Dataset entries

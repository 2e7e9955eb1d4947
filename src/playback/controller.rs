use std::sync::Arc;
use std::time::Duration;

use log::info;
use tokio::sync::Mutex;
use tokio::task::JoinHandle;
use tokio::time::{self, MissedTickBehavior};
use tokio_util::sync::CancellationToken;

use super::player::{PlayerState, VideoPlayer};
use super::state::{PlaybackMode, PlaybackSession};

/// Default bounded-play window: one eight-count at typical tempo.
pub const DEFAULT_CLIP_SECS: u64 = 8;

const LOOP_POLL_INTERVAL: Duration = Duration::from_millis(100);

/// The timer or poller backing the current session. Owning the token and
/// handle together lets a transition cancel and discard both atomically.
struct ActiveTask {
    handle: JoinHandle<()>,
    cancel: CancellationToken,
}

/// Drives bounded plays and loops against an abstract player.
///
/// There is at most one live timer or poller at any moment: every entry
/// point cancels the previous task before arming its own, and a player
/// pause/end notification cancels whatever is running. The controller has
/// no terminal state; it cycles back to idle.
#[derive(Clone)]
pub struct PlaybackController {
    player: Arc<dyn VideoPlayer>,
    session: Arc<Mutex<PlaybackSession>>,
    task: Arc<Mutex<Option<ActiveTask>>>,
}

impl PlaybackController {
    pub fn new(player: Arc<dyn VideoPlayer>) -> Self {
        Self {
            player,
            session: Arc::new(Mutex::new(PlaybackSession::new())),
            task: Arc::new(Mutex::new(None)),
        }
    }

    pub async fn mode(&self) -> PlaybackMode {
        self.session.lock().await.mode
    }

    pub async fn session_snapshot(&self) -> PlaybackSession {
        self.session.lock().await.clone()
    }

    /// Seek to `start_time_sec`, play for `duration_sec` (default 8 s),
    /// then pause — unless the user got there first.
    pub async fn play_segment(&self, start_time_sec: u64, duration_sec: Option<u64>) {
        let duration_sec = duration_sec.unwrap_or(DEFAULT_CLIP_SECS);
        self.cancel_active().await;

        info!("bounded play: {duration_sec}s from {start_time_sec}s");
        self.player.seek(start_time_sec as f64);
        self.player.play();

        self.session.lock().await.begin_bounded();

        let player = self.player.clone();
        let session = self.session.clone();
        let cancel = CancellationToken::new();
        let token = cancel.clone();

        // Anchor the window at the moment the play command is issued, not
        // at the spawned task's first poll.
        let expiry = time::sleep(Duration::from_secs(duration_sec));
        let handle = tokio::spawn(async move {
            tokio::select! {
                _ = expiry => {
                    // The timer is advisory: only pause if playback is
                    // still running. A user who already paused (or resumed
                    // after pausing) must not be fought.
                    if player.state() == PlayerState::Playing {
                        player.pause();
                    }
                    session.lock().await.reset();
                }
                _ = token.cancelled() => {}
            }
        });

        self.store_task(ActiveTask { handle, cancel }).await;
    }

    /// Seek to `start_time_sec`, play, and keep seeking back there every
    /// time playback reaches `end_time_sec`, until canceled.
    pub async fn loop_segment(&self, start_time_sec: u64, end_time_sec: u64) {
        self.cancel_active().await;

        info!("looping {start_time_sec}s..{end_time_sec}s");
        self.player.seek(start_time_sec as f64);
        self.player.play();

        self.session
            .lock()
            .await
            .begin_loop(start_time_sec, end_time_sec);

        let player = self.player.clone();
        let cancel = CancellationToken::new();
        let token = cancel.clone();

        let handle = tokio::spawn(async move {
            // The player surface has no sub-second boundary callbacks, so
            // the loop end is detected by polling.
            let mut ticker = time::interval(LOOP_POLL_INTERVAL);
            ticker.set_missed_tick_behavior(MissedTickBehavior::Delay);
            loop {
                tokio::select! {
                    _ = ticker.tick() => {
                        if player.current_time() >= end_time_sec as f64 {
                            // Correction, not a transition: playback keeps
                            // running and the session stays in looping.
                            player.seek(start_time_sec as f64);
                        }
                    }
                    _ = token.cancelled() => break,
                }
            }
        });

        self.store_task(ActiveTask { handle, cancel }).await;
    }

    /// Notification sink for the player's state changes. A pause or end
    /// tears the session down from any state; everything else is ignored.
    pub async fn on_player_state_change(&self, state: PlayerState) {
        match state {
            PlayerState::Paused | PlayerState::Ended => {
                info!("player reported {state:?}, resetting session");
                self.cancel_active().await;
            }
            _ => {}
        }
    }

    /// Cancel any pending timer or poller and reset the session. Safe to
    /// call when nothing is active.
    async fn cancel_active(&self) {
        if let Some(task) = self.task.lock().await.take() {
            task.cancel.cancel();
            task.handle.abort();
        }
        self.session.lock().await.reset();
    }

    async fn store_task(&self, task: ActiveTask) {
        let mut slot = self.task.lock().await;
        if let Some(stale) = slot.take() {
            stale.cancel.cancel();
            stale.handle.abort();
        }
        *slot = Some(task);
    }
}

AIM OF THE EXERCISE
Each line of the data should be given back exactly.

TASK SOLUTION
repository 2e7e9955eb1d4947
filename src/playback/controller.rs
use std::sync::Arc;
use std::time::Duration;

use log::info;
use tokio::sync::Mutex;
use tokio::task::JoinHandle;
use tokio::time::{self, MissedTickBehavior};
use tokio_util::sync::CancellationToken;

use super::player::{PlayerState, VideoPlayer};
use super::state::{PlaybackMode, PlaybackSession};

/// Default bounded-play window: one eight-count at typical tempo.
pub const DEFAULT_CLIP_SECS: u64 = 8;

const LOOP_POLL_INTERVAL: Duration = Duration::from_millis(100);

/// The timer or poller backing the current session. Owning the token and
/// handle together lets a transition cancel and discard both atomically.
struct ActiveTask {
    handle: JoinHandle<()>,
    cancel: CancellationToken,
}

/// Drives bounded plays and loops against an abstract player.
///
/// There is at most one live timer or poller at any moment: every entry
/// point cancels the previous task before arming its own, and a player
/// pause/end notification cancels whatever is running. The controller has
/// no terminal state; it cycles back to idle.
#[derive(Clone)]
pub struct PlaybackController {
    player: Arc<dyn VideoPlayer>,
    session: Arc<Mutex<PlaybackSession>>,
    task: Arc<Mutex<Option<ActiveTask>>>,
}

impl PlaybackController {
    pub fn new(player: Arc<dyn VideoPlayer>) -> Self {
        Self {
            player,
            session: Arc::new(Mutex::new(PlaybackSession::new())),
            task: Arc::new(Mutex::new(None)),
        }
    }

    pub async fn mode(&self) -> PlaybackMode {
        self.session.lock().await.mode
    }

    pub async fn session_snapshot(&self) -> PlaybackSession {
        self.session.lock().await.clone()
    }

    /// Seek to `start_time_sec`, play for `duration_sec` (default 8 s),
    /// then pause — unless the user got there first.
    pub async fn play_segment(&self, start_time_sec: u64, duration_sec: Option<u64>) {
        let duration_sec = duration_sec.unwrap_or(DEFAULT_CLIP_SECS);
        self.cancel_active().await;

        info!("bounded play: {duration_sec}s from {start_time_sec}s");
        self.player.seek(start_time_sec as f64);
        self.player.play();

        self.session.lock().await.begin_bounded();

        let player = self.player.clone();
        let session = self.session.clone();
        let cancel = CancellationToken::new();
        let token = cancel.clone();

        // Anchor the window at the moment the play command is issued, not
        // at the spawned task's first poll.
        let expiry = time::sleep(Duration::from_secs(duration_sec));
        let handle = tokio::spawn(async move {
            tokio::select! {
                _ = expiry => {
                    // The timer is advisory: only pause if playback is
                    // still running. A user who already paused (or resumed
                    // after pausing) must not be fought.
                    if player.state() == PlayerState::Playing {
                        player.pause();
                    }
                    session.lock().await.reset();
                }
                _ = token.cancelled() => {}
            }
        });

        self.store_task(ActiveTask { handle, cancel }).await;
    }

    /// Seek to `start_time_sec`, play, and keep seeking back there every
    /// time playback reaches `end_time_sec`, until canceled.
    pub async fn loop_segment(&self, start_time_sec: u64, end_time_sec: u64) {
        self.cancel_active().await;

        info!("looping {start_time_sec}s..{end_time_sec}s");
        self.player.seek(start_time_sec as f64);
        self.player.play();

        self.session
            .lock()
            .await
            .begin_loop(start_time_sec, end_time_sec);

        let player = self.player.clone();
        let cancel = CancellationToken::new();
        let token = cancel.clone();

        let handle = tokio::spawn(async move {
            // The player surface has no sub-second boundary callbacks, so
            // the loop end is detected by polling.
            let mut ticker = time::interval(LOOP_POLL_INTERVAL);
            ticker.set_missed_tick_behavior(MissedTickBehavior::Delay);
            loop {
                tokio::select! {
                    _ = ticker.tick() => {
                        if player.current_time() >= end_time_sec as f64 {
                            // Correction, not a transition: playback keeps
                            // running and the session stays in looping.
                            player.seek(start_time_sec as f64);
                        }
                    }
                    _ = token.cancelled() => break,
                }
            }
        });

        self.store_task(ActiveTask { handle, cancel }).await;
    }

    /// Notification sink for the player's state changes. A pause or end
    /// tears the session down from any state; everything else is ignored.
    pub async fn on_player_state_change(&self, state: PlayerState) {
        match state {
            PlayerState::Paused | PlayerState::Ended => {
                info!("player reported {state:?}, resetting session");
                self.cancel_active().await;
            }
            _ => {}
        }
    }

    /// Cancel any pending timer or poller and reset the session. Safe to
    /// call when nothing is active.
    async fn cancel_active(&self) {
        if let Some(task) = self.task.lock().await.take() {
            task.cancel.cancel();
            task.handle.abort();
        }
        self.session.lock().await.reset();
    }

    async fn store_task(&self, task: ActiveTask) {
        let mut slot = self.task.lock().await;
        if let Some(stale) = slot.take() {
            stale.cancel.cancel();
            stale.handle.abort();
        }
        *slot = Some(task);
    }
}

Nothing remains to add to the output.